Perhaps one of the most important things to learn when visiting another country is how to order a beer in the native language. Luckily, ordering a beer Czech-style is simple and only involves mastering a few words. When the bartender or waiter comes to take your order at a pub or restaurant, say “Pivo prosím” (pee-vo pro-seem), which means “beer, please.” Forget trying to conjugate numbers – indicate with your fingers how many drinks you want: holding up a thumb for one, a thumb and index finger for two, and so on.
Next, you may be asked if you would like your drink large or small. Respond with “VeIké” (vel-keh), which means “large,” for a half-litre (about 16 oz.) or “malé” (mah-leh), which means “small”, for a third of a litre (about 10 oz.). It will be taken for granted that you want the golden Pilsner-style lager, so be sure to say “tmavé” (tuh-mah-veh) if you would like a dark beer.
The bartender or waiter might also ask what octane you want. If you’d like the lighter, less-alcoholic 10-degree beer, say “desítku” (dess-eet-koo). Standard 12-degree brew is “dvanáctku” (duh-vah-naht-skoo). Afterwards, if you’d like another, say “ještě jedno” (yesht-ye yed-no) for “one more.”

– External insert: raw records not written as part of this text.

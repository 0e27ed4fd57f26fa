//! Database operations for the CRM `SQLite` store.
//!
//! ## Tables
//!
//! - `customers`, `suppliers`, `products`, `orders` - Business data
//! - `users` - Dashboard operators
//! - `sessions` - One row per login, revocable from the security page
//! - `security_events` - Append-only audit log
//! - `notifications` - Dashboard bell menu entries
//! - `settings` - Overridden settings keys (folded over defaults on read)
//! - `backups` - JSON snapshots of the business tables
//!
//! # Migrations
//!
//! Migrations are stored in `crates/server/migrations/` and run via:
//! ```bash
//! cargo run -p cloudcrm-cli -- migrate
//! ```

pub mod customers;
pub mod notifications;
pub mod orders;
pub mod products;
pub mod security_events;
pub mod sessions;
pub mod settings;
pub mod stats;
pub mod suppliers;
pub mod users;

use std::str::FromStr;
use std::time::Duration;

use secrecy::ExposeSecret;
use sqlx::SqlitePool;
use sqlx::sqlite::{SqliteConnectOptions, SqlitePoolOptions};
use thiserror::Error;

pub use customers::CustomerRepository;
pub use notifications::NotificationRepository;
pub use orders::OrderRepository;
pub use products::{ProductRepository, StockAdjustment};
pub use security_events::{NewSecurityEvent, SecurityEventRepository, audit};
pub use sessions::SessionRepository;
pub use settings::SettingsRepository;
pub use stats::DashboardStats;
pub use suppliers::SupplierRepository;
pub use users::UserRepository;

/// Errors that can occur during repository operations.
#[derive(Debug, Error)]
pub enum RepositoryError {
    /// Database error from sqlx.
    #[error("database error: {0}")]
    Database(#[from] sqlx::Error),

    /// Data in the database is corrupted or invalid.
    #[error("data corruption: {0}")]
    DataCorruption(String),

    /// Requested entity was not found.
    #[error("not found")]
    NotFound,

    /// Constraint violation (e.g., unique email).
    #[error("constraint violation: {0}")]
    Conflict(String),
}

/// Create a `SQLite` connection pool with sensible defaults.
///
/// Creates the database file if missing and keeps foreign key enforcement on.
///
/// # Errors
///
/// Returns `sqlx::Error` if the URL is malformed or the connection cannot be
/// established.
pub async fn create_pool(
    database_url: &secrecy::SecretString,
) -> Result<SqlitePool, sqlx::Error> {
    let options = SqliteConnectOptions::from_str(database_url.expose_secret())?
        .create_if_missing(true)
        .foreign_keys(true);

    SqlitePoolOptions::new()
        .max_connections(10)
        .acquire_timeout(Duration::from_secs(10))
        .connect_with(options)
        .await
}

/// Build a case-insensitive `LIKE` containment pattern from user input.
///
/// `%`, `_`, and `\` are escaped so search terms match literally; queries
/// using the result must declare `ESCAPE '\'`.
pub(crate) fn like_contains(term: &str) -> String {
    let lowered = term.to_lowercase();
    let mut pattern = String::with_capacity(lowered.len() + 2);
    pattern.push('%');
    for c in lowered.chars() {
        if matches!(c, '%' | '_' | '\\') {
            pattern.push('\\');
        }
        pattern.push(c);
    }
    pattern.push('%');
    pattern
}

/// In-memory pool for repository tests, with migrations applied.
///
/// A single connection with disabled reclamation, so the shared in-memory
/// database lives for the whole test.
#[cfg(test)]
pub(crate) async fn test_pool() -> SqlitePool {
    let pool = SqlitePoolOptions::new()
        .max_connections(1)
        .idle_timeout(None)
        .max_lifetime(None)
        .connect("sqlite::memory:")
        .await
        .expect("in-memory database");
    sqlx::migrate!("./migrations")
        .run(&pool)
        .await
        .expect("migrations apply cleanly");
    pool
}
//! CloudCRM Pro server - wholesale dashboard backend.
//!
//! This binary serves the JSON API the browser dashboard talks to,
//! on port 8080 by default.
//!
//! # Architecture
//!
//! - Axum web framework over `SQLite`
//! - Cookie sessions backed by a `tower-sessions` `SQLite` store
//! - Argon2id password hashes
//! - Sentry error tracking with tracing integration

#![cfg_attr(not(test), forbid(unsafe_code))]

use std::net::SocketAddr;

use sentry::integrations::tracing as sentry_tracing;
use tracing_subscriber::{layer::SubscriberExt, util::SubscriberInitExt};

use cloudcrm_server::{ServerConfig, build_router, db};

/// Initialize Sentry error tracking and return guard that must be kept alive.
fn init_sentry(config: &ServerConfig) -> Option<sentry::ClientInitGuard> {
    let dsn = config.sentry_dsn.as_ref()?;

    let guard = sentry::init((
        dsn.as_str(),
        sentry::ClientOptions {
            release: sentry::release_name!(),
            environment: config
                .sentry_environment
                .clone()
                .map(std::borrow::Cow::Owned),
            sample_rate: config.sentry_sample_rate,
            traces_sample_rate: config.sentry_traces_sample_rate,
            attach_stacktrace: true,
            ..Default::default()
        },
    ));

    tracing::info!("Sentry initialized");
    Some(guard)
}

/// Filter tracing events to Sentry event types.
fn sentry_event_filter(metadata: &tracing::Metadata<'_>) -> sentry_tracing::EventFilter {
    match *metadata.level() {
        tracing::Level::ERROR | tracing::Level::WARN => sentry_tracing::EventFilter::Event,
        tracing::Level::INFO | tracing::Level::DEBUG => sentry_tracing::EventFilter::Breadcrumb,
        _ => sentry_tracing::EventFilter::Ignore,
    }
}

#[tokio::main]
async fn main() {
    // Load configuration from environment (needed for Sentry init)
    let config = ServerConfig::from_env().expect("Failed to load configuration");

    // Initialize Sentry (must be done before tracing subscriber)
    let _sentry_guard = init_sentry(&config);

    // Initialize tracing with EnvFilter and Sentry integration
    // Defaults to info level for our crate if RUST_LOG is not set
    let env_filter = tracing_subscriber::EnvFilter::try_from_default_env()
        .unwrap_or_else(|_| "cloudcrm_server=info,tower_http=debug".into());

    // JSON logs for deployment log shippers, text format locally
    let json_layer = config
        .log_json
        .then(|| tracing_subscriber::fmt::layer().json().flatten_event(true));
    let text_layer = (!config.log_json).then(tracing_subscriber::fmt::layer);

    tracing_subscriber::registry()
        .with(env_filter)
        .with(json_layer)
        .with(text_layer)
        .with(sentry_tracing::layer().event_filter(sentry_event_filter))
        .init();

    // Initialize database connection pool
    let pool = db::create_pool(&config.database_url)
        .await
        .expect("Failed to create database pool");
    tracing::info!("Database pool created");

    // NOTE: Migrations are NOT run automatically on startup.
    // Run them explicitly via: cargo run -p cloudcrm-cli -- migrate

    let addr = config.socket_addr();

    let app = build_router(config, pool)
        .await
        .expect("Failed to build application router")
        // Sentry layers (outermost for full request coverage)
        .layer(sentry_tower::NewSentryLayer::new_from_top())
        .layer(sentry_tower::SentryHttpLayer::new().enable_transaction());

    tracing::info!("cloudcrm-server listening on http://{}", addr);

    let listener = tokio::net::TcpListener::bind(addr)
        .await
        .expect("Failed to bind to address");

    axum::serve(
        listener,
        app.into_make_service_with_connect_info::<SocketAddr>(),
    )
    .with_graceful_shutdown(shutdown_signal())
    .await
    .expect("Server error");
}

/// Wait for shutdown signal (Ctrl+C or SIGTERM).
async fn shutdown_signal() {
    let ctrl_c = async {
        tokio::signal::ctrl_c()
            .await
            .expect("Failed to install Ctrl+C handler");
    };

    #[cfg(unix)]
    let terminate = async {
        tokio::signal::unix::signal(tokio::signal::unix::SignalKind::terminate())
            .expect("Failed to install signal handler")
            .recv()
            .await;
    };

    #[cfg(not(unix))]
    let terminate = std::future::pending::<()>();

    tokio::select! {
        () = ctrl_c => {},
        () = terminate => {},
    }

    tracing::info!("Shutdown signal received, starting graceful shutdown");
}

However, if you’d like to pay up and move on, say “zaplatím prosím” (zah-plaht-eem pro-seem), which translates awkwardly as “I will pay now, please.” Be prepared that you will then be asked whether you want to pay “dohromady nebo zvlášť?” (doh-roh-mad-ee nay-bow zev-lasht), which means “together or separately”, so figure this out with your fellow drinkers in advance to avoid embarrassment!